A 9-point salute to our deer-driven dad
Chaff wasn’t the only thing floating through the crisp air as I slowly walked, stopped and walked again through a densely overgrown field on the opening day of rifled deer season.
So were the memories – the bittersweet moments shared with Dad while hunting over the past two-plus decades.
They flooded through my mind with each step along this small deer drive – as impossible to avoid as the countless dried pre-winter stalks of golden rod, pigweed and other central Pennsylvania fauna.
This was the first hunting season without Dad. He died in February, leaving behind two outdoor-savvy sons and a lengthy hunting resume.
For decades, Dad would make annual treks to New Jersey, Pennsylvania and New York in pursuit of the elusive whitetail. He harvested them with rifles, slugged shotguns, bows and muzzleloaders. He fed our family with venison from literally hundreds of deer.
As my brother, Jim, and I came of age, however, his legacy changed. He no longer needed to be the one pulling the trigger or releasing the bowstring – in fact, many times he left the firearm at home.
Instead, Dad devoted his time to helping Jim and I hone our hunting skills.
He taught us patience and the importance of staying still even when other hunters were too cold to sit in one place any longer. We learned quickly that as others started walking around the woods and heading back to their trucks for a cup of coffee, the deer would start moving and we were in the best position to take advantage.

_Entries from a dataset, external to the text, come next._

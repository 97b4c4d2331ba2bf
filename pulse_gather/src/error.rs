use crate::hub::CollectorId;
use pulse_core::MetricError;
use thiserror::Error;

#[derive(Error, Debug)]
pub enum GatherError {
    #[error("collector {id} failed: {source}")]
    Collector {
        id: CollectorId,
        #[source]
        source: anyhow::Error,
    },

    #[error("metric gathering exceeded its deadline")]
    DeadlineExceeded,

    #[error("namespace {0:?} is already registered")]
    DuplicateNamespace(String),

    #[error("family {0:?} is already provided by another collector")]
    DuplicateFamily(String),

    #[error("gathering namespace {namespace:?}: {source}")]
    Namespace {
        namespace: String,
        #[source]
        source: Box<GatherError>,
    },

    #[error(transparent)]
    Validation(#[from] MetricError),
}

pub type Result<T> = std::result::Result<T, GatherError>;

He demonstrated the fine art of driving for deer. While other hunters would walk quickly through a woodplot, yelling and making a lot of noise along the way, he practiced a slower pace and more natural sounds. A few steps, and then stop. A few whacks on a tree branch with a walking stick. Repeat.
Deer drives seemed to take forever to anxious teenage boys hoping to bag a buck, but we soon realized that deer were more likely to leave the safe confines of their thickets if they thought they were spotted with each pause in Dad’s stride. And the slower pace made them less likely to react in full panic mode and run at full speed when they got to where we were standing.
Dad also taught us to read the land and carefully look for signs. We were always on the lookout for buck rubs recently scraped into the bark of young saplings and for piles of raisin-shaped scat that were fresh enough to mash with the end of a walking stick. The size, shape and overall stride of a deer track can tell quite a story, too.
So many lessons. So many lasting memories created with Dad and Jim.
They flooded my mind as I slowly drove out the small hollow on the family farm we purchased nearly 30 years ago near Turbotville. Dad was so happy at the time to be able to hunt deer on his own land.
Shooting a deer on our property had become a special rite of passage whenever we were fortunate enough to seal the deal – creating a little more nostalgia and pride than harvesting something from the nearby public land.
My mental train of thought was suddenly interrupted by the sight of a small vertical streak of white in the midst of a patch of staghorn sumac. A buck rub, and a fairly fresh one at that. I imagined a nice-sized buck trying to rub the velvet off his impressive set of antlers.
A few steps further I noticed two piles of pheasant feathers surrounded by random piles of fox droppings in the middle of a tangled patch of briars. Not a sign of deer, but still an interesting find. The fox and other predators definitely enjoy this habitat – and the wildlife it sustains.
For a few moments I was completely still, my mind for once not thinking about deer or drives or Dad.
The crack of gun fire changed all that in a hurry. A few moments later came a second shot. Both were from the direction where Jim was posting – both sounding very much like shots from the 30-30 that Jim was using. It was a rifle that Dad had given me one Christmas morning an eternity ago.
Sure enough, at the end of the drive, Jim led me to an impressive 9-point buck that he shot just yards away from where he was standing.
It wasn’t our first buck, the world’s biggest buck or even the first deer we shot at the farm … but this one felt special, nonetheless.
It was a fitting tribute to our deer-driven dad, and to the legacy he leaves behind.